With this approach lets look at a possible code:
- class GfG
- {
- int maxChainLength(Pair arr[], int n, int u, boolean visited[]) {
- if (u>=n) return 0;
- visited[u] = true;
- int max = 1;
- for (int v=0;v<n;v++) {
- if (!visited[v] && (arr[u].y <arr[v].x)) {
- max = Math.max(max, maxChainLength(arr, n, v, visited)+1);
- }
- }
- visited[u] = false;
- return max;
- }
- int maxChainLength(Pair arr[], int n)
- {
- if (n==0) return 0;
- if (n==1) return 1;
- int max = 0;
- for (int i=0;i<n;i++) {
- max = Math.max(maxChainLength(arr, n, i, new boolean[arr.length]), max);
- }
- return max;
- }
- }
Efficiency of a DFS algorithm is O(V+E) , where V represents the number of vertices and E represents the number of edges.
In current case, V=n and E=n-1. So efficiency would be O(n+n-1) = O(2n) ~= O(n) for each iteration. As this iteration is repeated for each element (or V), overall efficiency would be O(n*n) = O(n^2)
Can we look for an approach to improve this efficiency?
Next Approach
Analytically looking at the problem, position of an element is of no importance. So, we can possibly look at reordering them such that identifying the chain is simplified. Lets sort this array. Important factor here to identify the parameter on the basis of which this array can be sorted. Lets look at the examples to identify any possible pattern:
Ex: { {5, 24}, {39, 60}, {15, 28}, {27, 40}, {50, 90} }
Looking at the pair as a<b and c<d, if b<d only then there can be possibility of chain. In above example, {15, 28} cannot be followed up by {17, 19}.

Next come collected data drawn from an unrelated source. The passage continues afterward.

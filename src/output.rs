// 该文件是 Zhijian （智检） 项目的一部分。
// src/output.rs - 输出定义
//
// 本程序遵循 GNU Affero 通用公共许可证（AGPL）许可协议。
// 本程序的发布旨在提供实用价值，但不作任何形式的担保，
// 包括但不限于对适销性或特定用途适用性的默示担保。
// 更多详情请参阅 GNU 通用公共许可证。
//
// Copyright (C) 2026 Johann Li <me@qinka.pro>, ETVP

pub trait Render<Frame, Outcome> {
  type Output;
  fn render_result(&self, frame: &Frame, result: &Outcome) -> Self::Output;
}

pub mod draw;

mod directory_record;
pub use self::directory_record::{
  RECORD_HEIGHT, RECORD_WIDTH, RecordError, Recorded, ResultRecorder, result_path,
};
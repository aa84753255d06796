// 该文件是 Zhijian （智检） 项目的一部分。
// src/output/draw.rs - 判定结果可视化
//
// 本程序遵循 GNU Affero 通用公共许可证（AGPL）许可协议。
// 本程序的发布旨在提供实用价值，但不作任何形式的担保，
// 包括但不限于对适销性或特定用途适用性的默示担保。
// 更多详情请参阅 GNU 通用公共许可证。
//
// Copyright (C) 2026 Johann Li <me@qinka.pro>, ETVP

use ab_glyph::{FontRef, PxScale};
use image::{Rgb, RgbImage};
use imageproc::drawing::{draw_filled_rect_mut, draw_hollow_rect_mut, draw_text_mut};
use imageproc::rect::Rect;

use crate::judge::{InspectionResult, TargetJudgement};

// 文本渲染常量，按 720 像素高度标定，更大的图像等比放大
const LABEL_FONT_SIZE: f32 = 20.0;
const LABEL_TEXT_HEIGHT: f32 = 24.0;
const LABEL_CHAR_WIDTH: f32 = 11.0; // 每字符平均宽度（粗略估计）
const LABEL_TEXT_VERTICAL_PADDING: f32 = 2.0;
const REFERENCE_HEIGHT: f32 = 720.0;
const BOX_THICKNESS: i32 = 2;
const TEXT_COLOR: [u8; 3] = [255, 255, 255];

pub struct Draw {
  font_size: f32,
  label_text_height: f32,
  label_char_width: f32,
  label_text_vertical_padding: f32,
  font: FontRef<'static>,
}

impl Default for Draw {
  fn default() -> Self {
    let font_data: &'static [u8] = include_bytes!("../../assets/font.ttf");
    let font = FontRef::try_from_slice(font_data).expect("无法加载嵌入的字体文件");

    Self {
      font_size: LABEL_FONT_SIZE,
      label_text_height: LABEL_TEXT_HEIGHT,
      label_char_width: LABEL_CHAR_WIDTH,
      label_text_vertical_padding: LABEL_TEXT_VERTICAL_PADDING,
      font,
    }
  }
}

/// 判定结果的标签文本，例如 `scratch 0.70`
pub fn judgement_label(judgement: &TargetJudgement) -> String {
  format!("{} {:.2}", judgement.label, judgement.predict_conf)
}

impl Draw {
  // 在图像上绘制一个判定框及其标签，bbox 为像素坐标
  fn draw_judgement(&self, image: &mut RgbImage, judgement: &TargetJudgement) {
    let (w, h) = (image.width() as i32, image.height() as i32);
    if w == 0 || h == 0 {
      return;
    }
    let color = Rgb(judgement.color);
    let bbox = &judgement.bbox;

    let x_min = (bbox[0].floor() as i32).clamp(0, w - 1);
    let y_min = (bbox[1].floor() as i32).clamp(0, h - 1);
    let x_max = (bbox[2].ceil() as i32).clamp(0, w - 1);
    let y_max = (bbox[3].ceil() as i32).clamp(0, h - 1);

    if x_min >= x_max || y_min >= y_max {
      return;
    }

    // 边框向内加粗
    for t in 0..BOX_THICKNESS {
      let width = x_max - x_min - 2 * t + 1;
      let height = y_max - y_min - 2 * t + 1;
      if width <= 0 || height <= 0 {
        break;
      }
      let rect = Rect::at(x_min + t, y_min + t).of_size(width as u32, height as u32);
      draw_hollow_rect_mut(image, rect, color);
    }

    let zoom = (h as f32 / REFERENCE_HEIGHT).max(1.0);
    let label = judgement_label(judgement);
    let text_width = (label.chars().count() as f32 * self.label_char_width * zoom) as i32;
    let text_height = (self.label_text_height * zoom) as i32;

    // 标签背景放在边框上方，超出图像顶部时贴边
    let label_x = x_min;
    let label_y = (y_min - text_height).max(0);
    let label_width = text_width.min(w - label_x);

    if label_width > 0 && text_height > 0 {
      let rect = Rect::at(label_x, label_y).of_size(label_width as u32, text_height as u32);
      draw_filled_rect_mut(image, rect, color);
      draw_text_mut(
        image,
        Rgb(TEXT_COLOR),
        label_x,
        label_y + (self.label_text_vertical_padding * zoom) as i32,
        PxScale::from(self.font_size * zoom),
        &self.font,
        &label,
      );
    }
  }

  /// 按判定顺序绘制所有检测目标
  pub fn draw_result(&self, image: &mut RgbImage, result: &InspectionResult) {
    for judgement in &result.judgements {
      self.draw_judgement(image, judgement);
    }
  }

  pub fn annotate(&self, image: &RgbImage, result: &InspectionResult) -> RgbImage {
    let mut annotated = image.clone();
    self.draw_result(&mut annotated, result);
    annotated
  }
}
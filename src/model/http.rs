// 该文件是 Zhijian （智检） 项目的一部分。
// src/model/http.rs - 远程推理服务模型
//
// 本程序遵循 GNU Affero 通用公共许可证（AGPL）许可协议。
// 本程序的发布旨在提供实用价值，但不作任何形式的担保，
// 包括但不限于对适销性或特定用途适用性的默示担保。
// 更多详情请参阅 GNU 通用公共许可证。
//
// Copyright (C) 2026 Johann Li <me@qinka.pro>, ETVP

use std::io::Cursor;
use std::time::Duration;

use image::{RgbImage, codecs::jpeg::JpegEncoder};
use reqwest::blocking::Client;
use serde::Deserialize;
use thiserror::Error;
use tracing::debug;
use url::Url;

use crate::{
  FromUrl,
  model::{DetectionModel, ModelError, RawDetection},
};

const HTTP_MODEL_TIMEOUT: Duration = Duration::from_secs(30);
const HTTP_MODEL_JPEG_QUALITY: u8 = 90;

#[derive(Error, Debug)]
pub enum HttpModelError {
  #[error("模型地址必须使用 http 或 https 方案: {0}")]
  SchemeMismatch(String),
  #[error("创建 HTTP 客户端失败: {0}")]
  ClientError(#[from] reqwest::Error),
}

/// 推理服务返回的单个检测结果
#[derive(Deserialize, Debug)]
struct WireDetection {
  label: String,
  #[serde(rename = "box")]
  bbox: [f32; 4],
  confidence: f32,
}

/// 通过 HTTP 调用推理服务的检测模型
///
/// 以 `image/jpeg` 请求体 POST 图像，查询参数 `conf` 为置信度下限，
/// 服务返回 `[{"label", "box": [x1, y1, x2, y2], "confidence"}]`。
pub struct HttpModel {
  endpoint: Url,
  client: Client,
  min_confidence: f32,
}

impl FromUrl for HttpModel {
  type Error = HttpModelError;

  fn from_url(url: &Url) -> Result<Self, Self::Error> {
    if url.scheme() != "http" && url.scheme() != "https" {
      return Err(HttpModelError::SchemeMismatch(url.to_string()));
    }

    let client = Client::builder().timeout(HTTP_MODEL_TIMEOUT).build()?;
    Ok(HttpModel {
      endpoint: url.clone(),
      client,
      min_confidence: 0.0,
    })
  }
}

impl HttpModel {
  pub fn with_min_confidence(mut self, min_confidence: f32) -> Self {
    self.min_confidence = min_confidence;
    self
  }
}

impl DetectionModel for HttpModel {
  fn predict(&mut self, image: &RgbImage) -> Result<Vec<RawDetection>, ModelError> {
    let mut body = Cursor::new(Vec::new());
    JpegEncoder::new_with_quality(&mut body, HTTP_MODEL_JPEG_QUALITY).encode_image(image)?;

    debug!("请求推理服务: {}", self.endpoint);
    let response = self
      .client
      .post(self.endpoint.clone())
      .query(&[("conf", self.min_confidence)])
      .header(reqwest::header::CONTENT_TYPE, "image/jpeg")
      .body(body.into_inner())
      .send()?;

    if !response.status().is_success() {
      return Err(ModelError::Inference(format!(
        "推理服务返回状态码 {}",
        response.status()
      )));
    }

    let detections: Vec<WireDetection> = response.json()?;
    Ok(
      detections
        .into_iter()
        .filter(|d| d.confidence >= self.min_confidence)
        .map(|d| RawDetection {
          label: d.label,
          bbox: d.bbox,
          confidence: d.confidence,
        })
        .collect(),
    )
  }
}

Based on this info if the array is sorted, it would look like following array:
{ {5, 24}, {15, 28}, {27, 40}, {39, 60}, {50, 90} }
Now, in current state single pass iteration from 0th index would help us identify the max chain size. As array is sorted, an ahead index need not look back at a previous index element.
Lets code this approach:
- class GfG
- {
- int maxChainLength(Pair arr[], int n)
- {
- if (n==0) return 0;
- if (n==1) return 1;
- Arrays.sort(arr, (a,b)->a.y-b.y);
- int max=1;
- int y = arr[0].y;
- for (int i=1;i<n;i++) {
- if (arr[i].x>y) {
- max++;
- y = arr[i].y;
- }
- }
- return max;
- }
- }
Now with this approach efficiency of sorting is O( n log(n) ) . Also, for the single pass using for loop efficiency is O(n) .
So, overall efficiency of this second approach is O( n log(n) ).